その瞬間になにが起きたか覚えてはいない。ただ、目に映ったのは、自分も立花も凄まじい雷に吹き飛ばされ、自分は川に落ち、立花は消し飛んだ姿だけであった…




「シン」
誰か呼ぶ声がする
「…シン」
誰が呼んでいる?

スパァン!?
「いたぁっ!?」
いきなりのビンタ、しかも、すごくいたいっ!!
「起きたか!?」
そこには、知らない女性がたっていた。


「よかった…本当に…」
誰なんだろう。なんでないているの?
「シン…シンのお陰だ…」
「え?」
なにをいっているのかわからない、一体この人は誰なのだろうか?自分は会った記憶はない。
「…。」

「どうした?」
「あなた…誰」

スパァン!?
「まさか記憶喪失!?大丈夫か!?」
痛いです。記憶喪失はしてないと思いますが、あなたのビンタでしそうです。
「私は雷鳴咲(らいめい さき)だ、立花の呪いを解いてくれてありがとう…本当に…」

それから、咲さんに状況を説明してもらった。
「なるほど…立花になると同時に、記憶を消され、2百人の影武者を製造されたのか」
「そして、ぺンダントから指令を与えられ、それを真っ当しなければ、他の影武者に殺される…」
そして、立花はシンを殺し輪廻は収まるはずだった。
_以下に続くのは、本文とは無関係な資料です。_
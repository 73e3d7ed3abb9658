use std::time::{Duration, Instant};

use crate::rate::{Ema, RateEstimator};

/// How often the ingestion rate is recomputed.
pub const RATE_RECALC_INTERVAL: Duration = Duration::from_millis(1000); // 1 s window

/// Sample counts at or above this are shown in thousands.
pub const BIN_COUNT_ABBREVIATION: usize = 10_000; // 12345 -> "12k"

/// Keeps the "bins / fps" diagnostic line shown over the waterfall.
pub struct RenderInfoTracker {
    estimator: Box<dyn RateEstimator + Send>,
    frames_since_recalc: u32,
    last_recalc: Option<Instant>,
    text: String,
}

impl RenderInfoTracker {
    pub fn new(estimator: Box<dyn RateEstimator + Send>) -> Self {
        Self {
            estimator,
            frames_since_recalc: 0,
            last_recalc: None,
            text: String::new(),
        }
    }

    /// Accounts one ingested scan of `sample_count` bins arriving at `now`.
    pub fn record_frame(&mut self, sample_count: usize, now: Instant) {
        match self.last_recalc {
            // The first frame only opens the measurement window
            None => self.last_recalc = Some(now),
            Some(last) => {
                self.frames_since_recalc += 1; // frames after the window opened
                let elapsed = now.saturating_duration_since(last);
                if elapsed >= RATE_RECALC_INTERVAL {
                    let rate = self.frames_since_recalc as f64 / elapsed.as_secs_f64();
                    self.estimator.add_sample(rate);
                    self.frames_since_recalc = 0;
                    self.last_recalc = Some(now); // next window starts here
                }
            }
        }

        self.text = format_status(sample_count, self.estimator.current_estimate());
    }

    pub fn text(&self) -> &str {
        &self.text
    }

    pub fn rate(&self) -> f64 {
        self.estimator.current_estimate()
    }
}

impl Default for RenderInfoTracker {
    fn default() -> Self {
        Self::new(Box::new(Ema::default()))
    }
}

pub fn format_status(sample_count: usize, rate: f64) -> String {
    let (count, suffix) = if sample_count >= BIN_COUNT_ABBREVIATION {
        (sample_count / 1000, "k") // truncated, not rounded
    } else {
        (sample_count, "")
    };
    format!("No. of FFT bins: {}{} / {:.1}fps", count, suffix, rate)
}
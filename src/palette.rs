use egui::{Color32, ColorImage};
use serde::{Deserialize, Serialize};

/// Number of entries in a palette lookup table.
pub const PALETTE_LUT_SIZE: usize = 256; // one entry per 8-bit level

/// Height in pixels of one band of the scale legend.
pub const SCALE_BAND_STEP: usize = 3;

/// Maps normalized power to display colors.
pub trait ColorPalette {
    /// Color for a power value already normalized to `[0, 1]`.
    fn color_for_normalized(&self, value: f32) -> Color32;

    /// Color at a raw palette index. Index 0 is the "no signal yet" color.
    fn color_at_index(&self, index: usize) -> Color32;
}

/// Built-in palettes selectable from the configuration file.
#[derive(Serialize, Deserialize, Debug, Clone, Copy, PartialEq, Eq, Default)]
#[serde(rename_all = "snake_case")]
pub enum PaletteKind {
    #[default]
    HotIronBlue,
    Grayscale,
}

impl PaletteKind {
    pub fn build(self) -> GradientPalette {
        match self {
            PaletteKind::HotIronBlue => GradientPalette::hot_iron_blue(),
            PaletteKind::Grayscale => GradientPalette::grayscale(),
        }
    }
}

/// Palette backed by a lookup table interpolated from color stops.
#[derive(Debug, Clone)]
pub struct GradientPalette {
    lut: Vec<Color32>,
}

impl GradientPalette {
    /// Builds a lookup table from `(position, color)` stops.
    ///
    /// Positions are expected in `[0, 1]` and ascending. An empty stop list
    /// yields an all-black palette.
    pub fn from_stops(stops: &[(f32, Color32)]) -> Self {
        let lut = (0..PALETTE_LUT_SIZE)
            .map(|i| {
                let t = i as f32 / (PALETTE_LUT_SIZE - 1) as f32;
                sample_stops(stops, t)
            })
            .collect();
        Self { lut }
    }

    pub fn hot_iron_blue() -> Self {
        Self::from_stops(&[
            (0.00, Color32::from_rgb(0, 0, 32)),
            (0.20, Color32::from_rgb(0, 0, 160)),
            (0.40, Color32::from_rgb(128, 0, 160)),
            (0.60, Color32::from_rgb(224, 32, 32)),
            (0.80, Color32::from_rgb(255, 160, 0)),
            (0.95, Color32::from_rgb(255, 255, 64)),
            (1.00, Color32::from_rgb(255, 255, 255)),
        ])
    }

    pub fn grayscale() -> Self {
        Self::from_stops(&[(0.0, Color32::BLACK), (1.0, Color32::WHITE)])
    }

    pub fn len(&self) -> usize {
        self.lut.len()
    }

    pub fn is_empty(&self) -> bool {
        self.lut.is_empty()
    }
}

impl ColorPalette for GradientPalette {
    fn color_for_normalized(&self, value: f32) -> Color32 {
        // NaN falls through to index 0
        let value = if value.is_nan() { 0.0 } else { value.clamp(0.0, 1.0) };
        let index = (value * (self.lut.len() - 1) as f32).round() as usize;
        self.color_at_index(index)
    }

    fn color_at_index(&self, index: usize) -> Color32 {
        self.lut[index.min(self.lut.len() - 1)]
    }
}

fn sample_stops(stops: &[(f32, Color32)], t: f32) -> Color32 {
    let (first, last) = match (stops.first(), stops.last()) {
        (Some(first), Some(last)) => (first, last),
        _ => return Color32::BLACK,
    };
    if t <= first.0 {
        return first.1;
    }
    if t >= last.0 {
        return last.1;
    }
    for pair in stops.windows(2) {
        let (p0, c0) = pair[0];
        let (p1, c1) = pair[1];
        if t >= p0 && t <= p1 {
            let span = p1 - p0;
            let f = if span > 0.0 { (t - p0) / span } else { 0.0 };
            return lerp_color(c0, c1, f);
        }
    }
    last.1
}

fn lerp_color(a: Color32, b: Color32, t: f32) -> Color32 {
    let mix = |x: u8, y: u8| (x as f32 + (y as f32 - x as f32) * t).round() as u8;
    Color32::from_rgb(mix(a.r(), b.r()), mix(a.g(), b.g()), mix(a.b(), b.b()))
}

/// Target rectangle of the scale legend, in image pixels.
#[derive(Debug, Clone, Copy, PartialEq, Eq)]
pub struct ScaleArea {
    pub x: usize,
    pub y: usize,
    pub width: usize,
    pub height: usize,
}

/// One horizontal band of the legend, relative to the top of the area.
#[derive(Debug, Clone, Copy, PartialEq)]
pub struct ScaleBand {
    pub offset: usize,
    pub height: usize,
    pub normalized: f32,
}

/// Band layout of a legend `height` pixels tall: top band is 100%, bottom 0%.
pub fn scale_bands(height: usize, step: usize) -> impl Iterator<Item = ScaleBand> {
    let step = step.max(1);
    (0..height).step_by(step).map(move |offset| ScaleBand {
        offset,
        height: step.min(height - offset),
        normalized: 1.0 - offset as f32 / height as f32,
    })
}

/// Paints the palette as a vertical gradient into `area`, clipped to the image.
pub fn draw_scale(palette: &dyn ColorPalette, image: &mut ColorImage, area: ScaleArea) {
    let [image_width, image_height] = image.size;
    let x_end = area.x.saturating_add(area.width).min(image_width);
    if area.x >= x_end {
        return;
    }

    for band in scale_bands(area.height, SCALE_BAND_STEP) {
        let color = palette.color_for_normalized(band.normalized);
        let y_start = area.y + band.offset;
        let y_end = (y_start + band.height).min(image_height);
        for y in y_start..y_end {
            let row = y * image_width;
            image.pixels[row + area.x..row + x_end].fill(color);
        }
    }
}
しかし、2780回目に誤作動が起きた。立花が恋をしてしまったのだ。ペンダントはしかたなく何回も殺そうと、指令を送ったが幾度も、失敗し、やっと三日前に殺し、輪廻を収まろうとしたが…一つが誤作動したなら他のものにも影響を与えていた。これが、今回の全てだ。


「さて、帰ろうかシン」
「帰るって?」
「結婚祝いだろう?私達が行かなくてどうする?」
そうだったな、結局うやむやで、なくなったのだったな…
「あぁ、盛大に祝おう、俺達の門出な…」

こうして、今回の出来事は完結を迎えた。しかし…平和は続いていくものではないのである…。